時空を超えて Beyond Time and Space

人生の断片から Fragmentary Notes in My Life 
   桑原靖夫のブログ

オランジェリーが抱いた時代への思い

2007年02月16日 | ジョルジュ・ド・ラ・トゥールの部屋

Credit: Place de la Concorde (6 fevrier 1934, Au fond, l'Orangerie, Paris, Biblioteque national de France), partial 
  


    オランジェリー美術館の歴史の中でも、1934年に開催された「オランジェリー 1934年:現実の画家たち」は、特別に意義ある展覧会として今日まで記憶されている。70年余りの時空を隔てた今日、その忠実な再現を試みた今回の特別展は、それ自体大変アンビシャスな試みであることは2月3日に記したとおりである。

  ただ、完全な再現とはいっても、オランジェリー美術館自体が全面改装されたので、展示室の配置などは変わらざるをえない部分もあった。展示作品もさまざまな事情で完全に同じ形での出展は難しい。しかし、主催者側は最大限の努力をして当時の状況を再現しようと試みたようだ。開催の時期も、1934年11月24日-35年3月24日と、季節まで考慮したかのように重なっている。その徹底したこだわりぶりには敬服する。細部にわたってみると、さまざまな配慮が感じられる。

  展示空間については、インターネット技術を駆使して、1934年当時の状況を3D空間で再現している。70年前に誰がこれほどの技術発展があると予想しただろうか。この労作ともいえる3D作品を見ると、当時の展示では、入り口からまっすぐに入った部屋を通り抜け見通した先の部屋の正面に、あのフィリップ・シャンパーニュ
「二人の尼僧」(略称)の作品が掲げられている。そして手前の部屋を見渡せば、このブログを訪れてくださった皆さんにはすでにおなじみの作品が、左右に目を奪うばかりに展示されている。

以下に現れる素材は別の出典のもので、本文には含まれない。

//! Data models for the weather integration layer.
//!
//! This module contains the domain values (locations, forecasts, conditions),
//! the error taxonomy, provider identity and the upstream wire shapes.

pub mod condition;
pub mod error;
pub mod forecast;
pub mod location;
pub mod open_meteo;
pub mod provider;

pub use condition::*;
pub use error::*;
pub use forecast::*;
pub use location::*;
pub use provider::*;
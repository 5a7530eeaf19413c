//! Forecast values produced by providers and shared through the cache.

use chrono::{DateTime, NaiveDate, Utc};
use serde::Serialize;
use uuid::Uuid;

use super::{condition::WeatherCondition, location::DomainError};

/// Upper bound on the number of days in a weekly forecast
pub const MAX_WEEK_DAYS: usize = 7;

/// Daily mean temperature and condition for one location and date
#[derive(Debug, Clone, PartialEq, Serialize)]
pub struct DailyForecastMean {
    pub date: NaiveDate,
    pub location_id: Uuid,
    pub condition: WeatherCondition,
    /// Degrees Celsius
    pub temperature_mean: f64,
    pub fetched_at_utc: DateTime<Utc>,
}

/// Ordered run of daily means, as returned upstream
#[derive(Debug, Clone, PartialEq, Serialize)]
pub struct WeeklyForecastMean {
    days: Vec<DailyForecastMean>,
    fetched_at_utc: DateTime<Utc>,
}

impl WeeklyForecastMean {
    pub fn new(days: Vec<DailyForecastMean>, fetched_at_utc: DateTime<Utc>) -> Result<Self, DomainError> {
        if days.is_empty() || days.len() > MAX_WEEK_DAYS {
            return Err(DomainError::InvalidWeekLength {
                count: days.len(),
                max: MAX_WEEK_DAYS,
            });
        }
        Ok(Self { days, fetched_at_utc })
    }

    pub fn days(&self) -> &[DailyForecastMean] {
        &self.days
    }

    pub fn fetched_at_utc(&self) -> DateTime<Utc> {
        self.fetched_at_utc
    }

    /// First day of the run
    pub fn start_date(&self) -> NaiveDate {
        // non-empty by construction
        self.days[0].date
    }
}

/// Conditions observed right now at a location
#[derive(Debug, Clone, PartialEq, Serialize)]
pub struct CurrentForecast {
    pub observed_at_utc: DateTime<Utc>,
    pub location_id: Uuid,
    pub temperature: f64,
    pub condition: WeatherCondition,
}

  たとえば、左側にはルナン兄弟の作品、右側にはラ・トゥールの作品を中心に、著名な作品が多数掲げられている。その他、ニコラ・プッサンの「ある画家のポートレート」と題された自画像など、巨匠の作品が文字通り目白押しに並んでいる。この時代の美術に関心を寄せる人々にとっては、目を奪われるような至福の時を与えてくれる空間だ。

  今回の特別展では、部屋の状況は異なっているが、さまざまな検討の結果が試されている。そのひとつは、これもインターネット技術を活用して、今回の展示室の作品配置
が即時に分かることである。卓抜な試みである。

  1934年展の忠実な再編という意味では、今回の展覧会のカタログが徹底して、その目的を追求している。400ページという大部なカタログだが、通常の展覧会のカタログとは大きく内容を異にしている。なぜなら、その大部分を1934年版の再現に当てているからである。それも、再版という単なるコピーではなく、34年版のそれぞれのページごとに詳細な注記を付して、その後の調査・研究の成果、作成年次の特定、研究文献、展覧会や特別展への出品歴など、70年余の年月が蓄積した進歩の跡が加えられている。たとえば、ラ・トゥールの作品のいくつかには、2005年の東京展の出展記録が追加されている。


  これらを見ていると、実に多くのことが脳裏に去来する。今回はそのひとつを記しておこう。 Introductionの部で、導入部分 overtures の写真に使われているのは、「コンコルド広場、1934年」** と題されたモノクロの写真である。写っているのは、鉄兜をかぶり、銃を背にした騎兵隊である。この写真自体はかなり有名なもので、これまでなんどか目にしたことがあったが、一瞬なぜこの写真がここにと思った。

  1934-35年という年は世界史上もきわめて注目すべき時であった。1934年にはヒトラーが総統に就任し、翌年の35年にはフランス領ザールはドイツに編入された。第二次世界大戦はもう目の前まで迫っていた。前途に暗雲が立ちこめるきわめて不安な時であった。1934年(正確には1934-35年)展は、その最中に企画され、開催された。今回の特別展カタログの最初に、この象徴的な写真を掲げた主催者の時代への思いが強く伝わってくる。



*
Philippe de Champaigne, La Mère Catherine-Agnès Arnauld et la sæur Catherine de Dainte Suzanne

**
Place de la Concorde (6 fevrier 1934, Au fond, l'Orangerie, Paris, Biblioteque national de France)


ORANGERIE, 1934: ”PEINTRES DE LA RÉALITEÉ”, Exposition au musée de l'Orangerie, Paris. 22 novembre 2006 - 5 mars 2007, 2006, 400pp.